Como se isso não bastasse, a maneira como o trabalho de entregas é organizado também força as profissionais a longas jornadas. A assistente social Bianca Arnaud percebeu, em pesquisas de campo, que há um discurso – promovido pelas plataformas – de que neste modelo há maior liberdade para trabalhar e que os entregadores são os próprios patrões. É um discurso que, por vezes, os trabalhadores acabam replicando. “Na realidade é contraditório. A entregadora diz que trabalha no dia e na hora que quer, mas a carga horária chega a 12 horas por dia, de 6 a 7 dias semanais”, explica.
Aos poucos, as mulheres que fazem entregas têm se conscientizado mais sobre essas questões. A jornada de Aline no ativismo começou durante o Breque dos Apps, em 2023. Foi convidada por membros da Associação de Trabalhadores de Aplicativos por Moto e Bike da Região Metropolitana de Natal/RN (ATAMB) para integrar a diretoria, que procurava uma mulher que pudesse dar voz ao movimento. De início, foi resistente à ideia. “Antes eu trabalhava em empresa privada, tinha a ideia de que Sindicato e Associações não funcionavam. Eu pensei ‘isso vai dar certo?’”. Em respeito ao presidente da Associação, um homem que faz entregas há muito tempo e alguém a quem admira, aceitou o convite.
Com o tempo, e tendo maior contato com os movimentos, começou a se questionar cada vez mais as condições trabalhistas. “Você começa a pensar: ‘a gente precisa passar por isso? Ficar sentado em cima de papelão, comendo marmita, sem poder beber água direito, tendo que usar banheiro de posto’”.

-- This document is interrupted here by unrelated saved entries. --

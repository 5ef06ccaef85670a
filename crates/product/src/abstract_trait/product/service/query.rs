use crate::domain::{
    requests::product::FindAllProducts,
    response::{
        api::{ApiResponse, ApiResponsePagination},
        product::{ProductResponse, ProductStockResponse},
    },
};
use async_trait::async_trait;
use shared::errors::ServiceError;
use std::sync::Arc;
use uuid::Uuid;

pub type DynProductQueryService = Arc<dyn ProductQueryServiceTrait + Send + Sync>;

#[async_trait]
pub trait ProductQueryServiceTrait {
    async fn find_all(
        &self,
        req: &FindAllProducts,
    ) -> Result<ApiResponsePagination<Vec<ProductResponse>>, ServiceError>;
    async fn find_by_id(&self, id: Uuid) -> Result<ApiResponse<ProductStockResponse>, ServiceError>;
    async fn find_by_sku(
        &self,
        sku: &str,
    ) -> Result<ApiResponse<ProductStockResponse>, ServiceError>;
}
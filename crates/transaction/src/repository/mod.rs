pub mod command;
pub mod query;

/// Fixed page size shared by the listing endpoints of both services.
pub const TRANSACTION_PAGE_SIZE: i64 = 10;
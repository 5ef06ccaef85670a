mod client;
mod error;
mod http;
mod repository;
mod service;

pub use self::client::HttpClientError;
pub use self::error::ErrorResponse;
pub use self::http::HttpError;
pub use self::repository::RepositoryError;
pub use self::service::ServiceError;
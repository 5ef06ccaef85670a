use crate::{
    abstract_trait::http_client::ProductHttpClientTrait,
    domain::response::{api::ApiResponse, product::ProductResponse},
};
use async_trait::async_trait;
use axum::http::HeaderMap;
use opentelemetry::global;
use shared::{errors::HttpClientError, utils::HeaderInjector};
use tracing::info;

pub struct ProductHttpClientService {
    client: reqwest::Client,
    base_url: String,
}

impl ProductHttpClientService {
    pub fn new(client: reqwest::Client, base_url: String) -> Self {
        Self { client, base_url }
    }

    fn trace_headers(&self) -> HeaderMap {
        let mut headers = HeaderMap::new();
        let cx = opentelemetry::Context::current();
        global::get_text_map_propagator(|propagator| {
            propagator.inject_context(&cx, &mut HeaderInjector(&mut headers))
        });
        headers
    }
}

#[async_trait]
impl ProductHttpClientTrait for ProductHttpClientService {
    async fn get_product(&self, sku: &str) -> Result<ProductResponse, HttpClientError> {
        let url = format!("{}/api/products/sku/{sku}", self.base_url);

        let response = self
            .client
            .get(&url)
            .headers(self.trace_headers())
            .send()
            .await?;

        if !response.status().is_success() {
            let status = response.status().as_u16();
            let url = response.url().to_string();
            let message = response.text().await.unwrap_or_default();
            return Err(HttpClientError::UnexpectedStatus {
                status,
                url,
                message,
            });
        }

        let body: ApiResponse<ProductResponse> = response.json().await?;

        info!("📥 Fetched product for sku {sku}");

        Ok(body.data)
    }
}
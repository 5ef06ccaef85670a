use crate::{
    abstract_trait::http_client::TransactionHttpClientTrait,
    domain::response::{api::ApiResponse, transaction::TransactionResponse},
};
use async_trait::async_trait;
use axum::http::HeaderMap;
use opentelemetry::global;
use serde_json::json;
use shared::{errors::HttpClientError, utils::HeaderInjector};
use tracing::info;

pub struct TransactionHttpClientService {
    client: reqwest::Client,
    base_url: String,
}

impl TransactionHttpClientService {
    pub fn new(client: reqwest::Client, base_url: String) -> Self {
        Self { client, base_url }
    }

    fn trace_headers(&self) -> HeaderMap {
        let mut headers = HeaderMap::new();
        let cx = opentelemetry::Context::current();
        global::get_text_map_propagator(|propagator| {
            propagator.inject_context(&cx, &mut HeaderInjector(&mut headers))
        });
        headers
    }

    async fn ensure_success(
        response: reqwest::Response,
    ) -> Result<reqwest::Response, HttpClientError> {
        if !response.status().is_success() {
            let status = response.status().as_u16();
            let url = response.url().to_string();
            let message = response.text().await.unwrap_or_default();
            return Err(HttpClientError::UnexpectedStatus {
                status,
                url,
                message,
            });
        }
        Ok(response)
    }
}

#[async_trait]
impl TransactionHttpClientTrait for TransactionHttpClientService {
    async fn get_transactions(
        &self,
        sku: &str,
    ) -> Result<Vec<TransactionResponse>, HttpClientError> {
        let url = format!("{}/api/transactions/sku/{sku}", self.base_url);

        let response = self
            .client
            .get(&url)
            .headers(self.trace_headers())
            .send()
            .await?;

        let body: ApiResponse<Vec<TransactionResponse>> =
            Self::ensure_success(response).await?.json().await?;

        info!(
            "📥 Fetched {} transactions for sku {sku}",
            body.data.len()
        );

        Ok(body.data)
    }

    async fn insert_transaction(&self, sku: &str, quantity: i64) -> Result<(), HttpClientError> {
        let url = format!("{}/api/transactions/seed", self.base_url);

        let response = self
            .client
            .post(&url)
            .headers(self.trace_headers())
            .json(&json!({ "sku": sku, "quantity": quantity }))
            .send()
            .await?;

        Self::ensure_success(response).await?;

        info!("📤 Seeded transaction for sku {sku} with quantity {quantity}");

        Ok(())
    }

    async fn delete_transactions_by_sku(&self, sku: &str) -> Result<(), HttpClientError> {
        let url = format!("{}/api/transactions/sku/{sku}", self.base_url);

        let response = self
            .client
            .delete(&url)
            .headers(self.trace_headers())
            .send()
            .await?;

        Self::ensure_success(response).await?;

        info!("🗑️ Deleted transactions for sku {sku}");

        Ok(())
    }
}
use crate::model::transaction::AdjustmentTransaction as TransactionModel;
use serde::{Deserialize, Serialize};
use utoipa::ToSchema;

#[derive(Debug, Serialize, Deserialize, ToSchema, Clone)]
pub struct TransactionResponse {
    pub id: String,
    pub sku: String,
    pub quantity: i64,
    #[serde(skip_serializing_if = "Option::is_none")]
    pub amount: Option<f64>,
    #[serde(rename = "created_at")]
    pub created_at: String,
}

impl From<TransactionModel> for TransactionResponse {
    fn from(value: TransactionModel) -> Self {
        TransactionResponse {
            id: value.id.to_string(),
            sku: value.sku,
            quantity: value.quantity,
            amount: None,
            created_at: value.created_at.to_rfc3339(),
        }
    }
}

#[cfg(test)]
mod tests {
    use super::*;
    use chrono::Utc;
    use uuid::Uuid;

    #[test]
    fn unset_amount_is_dropped_from_json() {
        let response = TransactionResponse::from(TransactionModel {
            id: Uuid::new_v4(),
            sku: "PCS-NUTRISARI-001".into(),
            quantity: 10,
            created_at: Utc::now(),
        });

        let json = serde_json::to_value(&response).unwrap();
        assert!(json.get("amount").is_none());
        assert_eq!(json["quantity"], 10);
    }
}
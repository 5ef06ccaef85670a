mod validate;

pub use self::validate::ValidatedJson;
mod transaction;

use crate::state::AppState;
use anyhow::{Context, Result};
use axum::body::Body;
use axum::extract::{DefaultBodyLimit, State};
use axum::http::StatusCode;
use axum::http::header::CONTENT_TYPE;
use axum::response::{IntoResponse, Response};
use axum::routing::get;
use prometheus_client::encoding::text::encode;
use shared::utils::shutdown_signal;
use std::sync::Arc;
use tokio::net::TcpListener;
use tower_http::limit::RequestBodyLimitLayer;
use tracing::info;
use utoipa::OpenApi;
use utoipa_axum::router::OpenApiRouter;
use utoipa_swagger_ui::SwaggerUi;

pub use self::transaction::transaction_routes;

#[derive(OpenApi)]
#[openapi(
    paths(
        transaction::get_transactions,
        transaction::get_transaction,
        transaction::get_transactions_by_sku,
        transaction::create_transaction,
        transaction::seed_transaction,
        transaction::update_transaction,
        transaction::delete_transaction,
        transaction::delete_transactions_by_sku,
    ),
    tags(
        (name = "Transaction", description = "Stock adjustment endpoints"),
    )
)]
struct ApiDoc;

pub async fn metrics_handler(State(state): State<Arc<AppState>>) -> impl IntoResponse {
    let mut buffer = String::new();

    let registry = state.registry.lock().await;

    if let Err(e) = encode(&mut buffer, &registry) {
        return Response::builder()
            .status(StatusCode::INTERNAL_SERVER_ERROR)
            .body(Body::from(format!("Failed to encode metrics: {e}")))
            .unwrap();
    }

    Response::builder()
        .status(StatusCode::OK)
        .header(
            CONTENT_TYPE,
            "application/openmetrics-text; version=1.0.0; charset=utf-8",
        )
        .body(Body::from(buffer))
        .unwrap()
}

pub struct AppRouter;

impl AppRouter {
    pub async fn serve(port: u16, app_state: AppState) -> Result<()> {
        let shared_state = Arc::new(app_state);

        let api_router = OpenApiRouter::with_openapi(ApiDoc::openapi())
            .route("/metrics", get(metrics_handler))
            .with_state(shared_state.clone())
            .merge(transaction_routes(shared_state.clone()));

        let router_with_layers = api_router
            .layer(DefaultBodyLimit::disable())
            .layer(RequestBodyLimitLayer::new(10 * 1024 * 1024));

        let (app_router, api) = router_with_layers.split_for_parts();

        let app = app_router
            .merge(SwaggerUi::new("/swagger-ui").url("/api-docs/openapi.json", api.clone()));

        let addr = format!("0.0.0.0:{port}");
        let listener = TcpListener::bind(&addr)
            .await
            .with_context(|| format!("Failed to bind {addr}"))?;

        info!(
            "🚀 Transaction service running on http://{}",
            listener.local_addr()?
        );
        info!("📖 Swagger UI: http://localhost:{port}/swagger-ui");
        info!("📊 Metrics: http://localhost:{port}/metrics");

        axum::serve(listener, app)
            .with_graceful_shutdown(shutdown_signal())
            .await
            .context("HTTP server failed")?;

        Ok(())
    }
}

O que as mulheres entregadoras querem?
A instalação de pontos de apoio específicos para mulheres é um consenso entre as entregadoras. Para elas, a criação deles permitiria que, além de terem um espaço adequado para descansar sem preocupações com a integridade física, as idas ao banheiro fossem tranquilas e mais frequentes.

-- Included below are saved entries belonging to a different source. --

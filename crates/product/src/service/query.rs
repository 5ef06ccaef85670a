use crate::{
    abstract_trait::{
        http_client::DynTransactionHttpClient,
        product::{repository::DynProductQueryRepository, service::ProductQueryServiceTrait},
    },
    domain::{
        requests::product::FindAllProducts,
        response::{
            api::{ApiResponse, ApiResponsePagination, Pagination},
            product::{ProductResponse, ProductStockResponse},
        },
    },
    repository::PRODUCT_PAGE_SIZE,
};
use async_trait::async_trait;
use opentelemetry::{
    Context, KeyValue,
    global::{self, BoxedTracer},
    trace::{SpanKind, TraceContextExt, Tracer},
};
use prometheus_client::registry::Registry;
use shared::{
    errors::ServiceError,
    utils::{Method, Metrics, Status as StatusUtils, TracingContext},
};
use tokio::time::Instant;
use tracing::{error, info};
use uuid::Uuid;

#[derive(Clone)]
pub struct ProductQueryService {
    query: DynProductQueryRepository,
    transaction_client: DynTransactionHttpClient,
    metrics: Metrics,
}

impl ProductQueryService {
    pub fn new(
        query: DynProductQueryRepository,
        transaction_client: DynTransactionHttpClient,
        registry: &mut Registry,
    ) -> Self {
        let metrics = Metrics::new();

        registry.register(
            "product_query_service_request_counter",
            "Total number of requests to the ProductQueryService",
            metrics.request_counter.clone(),
        );
        registry.register(
            "product_query_service_request_duration",
            "Histogram of request durations for the ProductQueryService",
            metrics.request_duration.clone(),
        );

        Self {
            query,
            transaction_client,
            metrics,
        }
    }

    fn get_tracer(&self) -> BoxedTracer {
        global::tracer("product-query-service")
    }

    fn start_tracing(&self, operation_name: &str, attributes: Vec<KeyValue>) -> TracingContext {
        let start_time = Instant::now();
        let tracer = self.get_tracer();
        let span = tracer
            .span_builder(operation_name.to_string())
            .with_kind(SpanKind::Server)
            .with_attributes(attributes)
            .start(&tracer);

        info!("Starting operation: {operation_name}");

        let cx = Context::current_with_span(span);
        TracingContext { cx, start_time }
    }

    async fn complete_tracing(
        &self,
        tracing_ctx: &TracingContext,
        method: Method,
        is_success: bool,
        message: &str,
    ) {
        let status = if is_success {
            StatusUtils::Success
        } else {
            StatusUtils::Error
        };
        let elapsed = tracing_ctx.start_time.elapsed().as_secs_f64();

        tracing_ctx.cx.span().add_event(
            "Operation completed",
            vec![
                KeyValue::new("status", if is_success { "SUCCESS" } else { "ERROR" }),
                KeyValue::new("duration_secs", elapsed.to_string()),
                KeyValue::new("message", message.to_string()),
            ],
        );

        if is_success {
            info!("✅ Operation completed successfully: {message}");
        } else {
            error!("❌ Operation failed: {message}");
        }

        self.metrics.record(method, status, elapsed);

        tracing_ctx.cx.span().end();
    }

    /// Current stock of a sku is the sum of every adjustment quantity
    /// the transaction service holds for it. Never cached.
    async fn resolve_stock(&self, sku: &str) -> Result<i64, ServiceError> {
        let transactions = self.transaction_client.get_transactions(sku).await?;

        Ok(transactions.iter().map(|t| t.quantity).sum())
    }

    async fn find_all_inner(
        &self,
        req: &FindAllProducts,
    ) -> Result<ApiResponsePagination<Vec<ProductResponse>>, ServiceError> {
        if req.page < 1 {
            return Err(ServiceError::Validation(vec![
                "page: Page must be at least 1".into(),
            ]));
        }

        let total_data = self.query.count().await?;
        let products = self.query.find_all(req.page).await?;

        let mut data = Vec::with_capacity(products.len());
        for product in products {
            let stock = self.resolve_stock(&product.sku).await?;

            let mut response = ProductResponse::from(product);
            response.stock = Some(stock);
            data.push(response);
        }

        Ok(ApiResponsePagination {
            status: "success".to_string(),
            message: "Products retrieved successfully".to_string(),
            data,
            pagination: Pagination {
                page: req.page,
                page_size: PRODUCT_PAGE_SIZE,
                total_data,
                total_page: (total_data as u64).div_ceil(PRODUCT_PAGE_SIZE as u64) as i64,
            },
        })
    }

    async fn find_by_id_inner(
        &self,
        id: Uuid,
    ) -> Result<ApiResponse<ProductStockResponse>, ServiceError> {
        let product = self
            .query
            .find_by_id(id)
            .await?
            .ok_or_else(|| ServiceError::ProductNotFound(id.to_string()))?;

        let stock = self.resolve_stock(&product.sku).await?;

        let mut data = ProductStockResponse::from(product);
        data.stock = Some(stock);

        Ok(ApiResponse {
            status: "success".to_string(),
            message: "Product retrieved successfully".to_string(),
            data,
        })
    }

    async fn find_by_sku_inner(
        &self,
        sku: &str,
    ) -> Result<ApiResponse<ProductStockResponse>, ServiceError> {
        let product = self
            .query
            .find_by_sku(sku)
            .await?
            .ok_or_else(|| ServiceError::ProductNotFound(sku.to_string()))?;

        let stock = self.resolve_stock(&product.sku).await?;

        let mut data = ProductStockResponse::from(product);
        data.stock = Some(stock);

        Ok(ApiResponse {
            status: "success".to_string(),
            message: "Product retrieved successfully".to_string(),
            data,
        })
    }
}

#[async_trait]
impl ProductQueryServiceTrait for ProductQueryService {
    async fn find_all(
        &self,
        req: &FindAllProducts,
    ) -> Result<ApiResponsePagination<Vec<ProductResponse>>, ServiceError> {
        info!("🔍 Finding all products | Page: {}", req.page);

        let tracing_ctx = self.start_tracing(
            "product_find_all",
            vec![
                KeyValue::new("component", "product"),
                KeyValue::new("operation", "find_all"),
                KeyValue::new("page", req.page.to_string()),
            ],
        );

        let result = self.find_all_inner(req).await;

        match &result {
            Ok(response) => {
                self.complete_tracing(
                    &tracing_ctx,
                    Method::Get,
                    true,
                    &format!(
                        "Found {} products (total: {})",
                        response.data.len(),
                        response.pagination.total_data
                    ),
                )
                .await
            }
            Err(err) => {
                self.complete_tracing(&tracing_ctx, Method::Get, false, &err.to_string())
                    .await
            }
        }

        result
    }

    async fn find_by_id(&self, id: Uuid) -> Result<ApiResponse<ProductStockResponse>, ServiceError> {
        info!("🆔 Finding product by id: {id}");

        let tracing_ctx = self.start_tracing(
            "product_find_by_id",
            vec![
                KeyValue::new("component", "product"),
                KeyValue::new("operation", "find_by_id"),
                KeyValue::new("product.id", id.to_string()),
            ],
        );

        let result = self.find_by_id_inner(id).await;

        match &result {
            Ok(response) => {
                self.complete_tracing(
                    &tracing_ctx,
                    Method::Get,
                    true,
                    &format!("Product retrieved: '{}'", response.data.name),
                )
                .await
            }
            Err(err) => {
                self.complete_tracing(&tracing_ctx, Method::Get, false, &err.to_string())
                    .await
            }
        }

        result
    }

    async fn find_by_sku(
        &self,
        sku: &str,
    ) -> Result<ApiResponse<ProductStockResponse>, ServiceError> {
        info!("🔖 Finding product by sku: {sku}");

        let tracing_ctx = self.start_tracing(
            "product_find_by_sku",
            vec![
                KeyValue::new("component", "product"),
                KeyValue::new("operation", "find_by_sku"),
                KeyValue::new("product.sku", sku.to_string()),
            ],
        );

        let result = self.find_by_sku_inner(sku).await;

        match &result {
            Ok(response) => {
                self.complete_tracing(
                    &tracing_ctx,
                    Method::Get,
                    true,
                    &format!("Product retrieved: '{}'", response.data.name),
                )
                .await
            }
            Err(err) => {
                self.complete_tracing(&tracing_ctx, Method::Get, false, &err.to_string())
                    .await
            }
        }

        result
    }
}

Enquanto as plataformas não os providenciam, as entregadoras criam estratégias próprias para encontrar locais. Jéssica, que apresentamos no começo desse texto, está produzindo um “Mapa das Minas” que tem o objetivo de localizar banheiros públicos que sejam limpos e seguros, para que as mulheres entregadoras de aplicativo possam utilizar sem grandes dificuldades. “A ideia é que o mapa dê certo e seja replicado ao redor do Brasil”, comenta.

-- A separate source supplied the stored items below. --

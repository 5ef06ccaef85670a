use crate::{
    abstract_trait::product::service::{DynProductCommandService, DynProductQueryService},
    domain::{
        requests::product::{CreateProductRequest, FindAllProducts, UpdateProductRequest},
        response::{
            api::{ApiResponse, ApiResponsePagination},
            product::{ProductResponse, ProductStockResponse},
        },
    },
    state::AppState,
};
use axum::{
    Json,
    extract::{Extension, Path, Query},
    http::StatusCode,
    response::IntoResponse,
    routing::{delete, get, post, put},
};
use shared::{
    errors::{ErrorResponse, HttpError},
    middleware::ValidatedJson,
};
use std::sync::Arc;
use utoipa_axum::router::OpenApiRouter;
use uuid::Uuid;

#[utoipa::path(
    get,
    path = "/api/products",
    tag = "Product",
    params(FindAllProducts),
    responses(
        (status = 200, description = "List of products with live stock", body = ApiResponsePagination<Vec<ProductResponse>>),
        (status = 400, description = "Invalid page", body = ErrorResponse),
        (status = 500, description = "Internal server error", body = ErrorResponse)
    )
)]
pub async fn get_products(
    Extension(service): Extension<DynProductQueryService>,
    Query(params): Query<FindAllProducts>,
) -> Result<impl IntoResponse, HttpError> {
    let response = service.find_all(&params).await?;
    Ok((StatusCode::OK, Json(response)))
}

#[utoipa::path(
    get,
    path = "/api/products/{id}",
    tag = "Product",
    params(("id" = Uuid, Path, description = "Product id")),
    responses(
        (status = 200, description = "Product with live stock", body = ApiResponse<ProductStockResponse>),
        (status = 404, description = "Product not found", body = ErrorResponse),
        (status = 500, description = "Internal server error", body = ErrorResponse)
    )
)]
pub async fn get_product(
    Extension(service): Extension<DynProductQueryService>,
    Path(id): Path<Uuid>,
) -> Result<impl IntoResponse, HttpError> {
    let response = service.find_by_id(id).await?;
    Ok((StatusCode::OK, Json(response)))
}

#[utoipa::path(
    get,
    path = "/api/products/sku/{sku}",
    tag = "Product",
    params(("sku" = String, Path, description = "Product sku")),
    responses(
        (status = 200, description = "Product with live stock", body = ApiResponse<ProductStockResponse>),
        (status = 404, description = "Product not found", body = ErrorResponse),
        (status = 500, description = "Internal server error", body = ErrorResponse)
    )
)]
pub async fn get_product_by_sku(
    Extension(service): Extension<DynProductQueryService>,
    Path(sku): Path<String>,
) -> Result<impl IntoResponse, HttpError> {
    let response = service.find_by_sku(&sku).await?;
    Ok((StatusCode::OK, Json(response)))
}

#[utoipa::path(
    post,
    path = "/api/products",
    tag = "Product",
    request_body = CreateProductRequest,
    responses(
        (status = 200, description = "Created product", body = ApiResponse<ProductResponse>),
        (status = 400, description = "Validation failed", body = ErrorResponse),
        (status = 409, description = "Sku already exists", body = ErrorResponse),
        (status = 500, description = "Internal server error", body = ErrorResponse)
    )
)]
pub async fn create_product(
    Extension(service): Extension<DynProductCommandService>,
    ValidatedJson(body): ValidatedJson<CreateProductRequest>,
) -> Result<impl IntoResponse, HttpError> {
    let response = service.create_product(&body).await?;
    Ok((StatusCode::OK, Json(response)))
}

#[utoipa::path(
    put,
    path = "/api/products/{id}",
    tag = "Product",
    params(("id" = Uuid, Path, description = "Product id")),
    request_body = UpdateProductRequest,
    responses(
        (status = 200, description = "Updated product", body = ApiResponse<ProductResponse>),
        (status = 404, description = "Product not found", body = ErrorResponse),
        (status = 409, description = "Sku already exists", body = ErrorResponse),
        (status = 500, description = "Internal server error", body = ErrorResponse)
    )
)]
pub async fn update_product(
    Extension(service): Extension<DynProductCommandService>,
    Path(id): Path<Uuid>,
    ValidatedJson(mut body): ValidatedJson<UpdateProductRequest>,
) -> Result<impl IntoResponse, HttpError> {
    body.id = Some(id);

    let response = service.update_product(&body).await?;
    Ok((StatusCode::OK, Json(response)))
}

#[utoipa::path(
    delete,
    path = "/api/products/{id}",
    tag = "Product",
    params(("id" = Uuid, Path, description = "Product id")),
    responses(
        (status = 200, description = "Deleted product", body = ApiResponse<ProductResponse>),
        (status = 404, description = "Product not found", body = ErrorResponse),
        (status = 500, description = "Internal server error", body = ErrorResponse)
    )
)]
pub async fn delete_product(
    Extension(service): Extension<DynProductCommandService>,
    Path(id): Path<Uuid>,
) -> Result<impl IntoResponse, HttpError> {
    let response = service.delete_product(id).await?;
    Ok((StatusCode::OK, Json(response)))
}

#[utoipa::path(
    post,
    path = "/api/products/init",
    tag = "Product",
    responses(
        (status = 200, description = "Catalog seeded from the external marketplace", body = ApiResponse<Vec<ProductResponse>>),
        (status = 500, description = "Internal server error", body = ErrorResponse)
    )
)]
pub async fn init_products(
    Extension(service): Extension<DynProductCommandService>,
) -> Result<impl IntoResponse, HttpError> {
    let response = service.init_products().await?;
    Ok((StatusCode::OK, Json(response)))
}

pub fn product_routes(app_state: Arc<AppState>) -> OpenApiRouter {
    OpenApiRouter::new()
        .route("/api/products", get(get_products))
        .route("/api/products", post(create_product))
        .route("/api/products/init", post(init_products))
        .route("/api/products/sku/{sku}", get(get_product_by_sku))
        .route("/api/products/{id}", get(get_product))
        .route("/api/products/{id}", put(update_product))
        .route("/api/products/{id}", delete(delete_product))
        .layer(Extension(app_state.di_container.product_query.clone()))
        .layer(Extension(app_state.di_container.product_command.clone()))
}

A regulamentação também é bastante debatida entre elas. “A mulherada tá mais consciente e buscando uma melhoria de fato. Não é só colocar um aumento de piso salarial, é buscar mais condições para não morrer trabalhando”. Ao pensar em futuro, para ela, regular o serviço é a prioridade: “a categoria como um todo precisa se unir mais para buscar trazer mais benefícios para quem vem depois de nós”.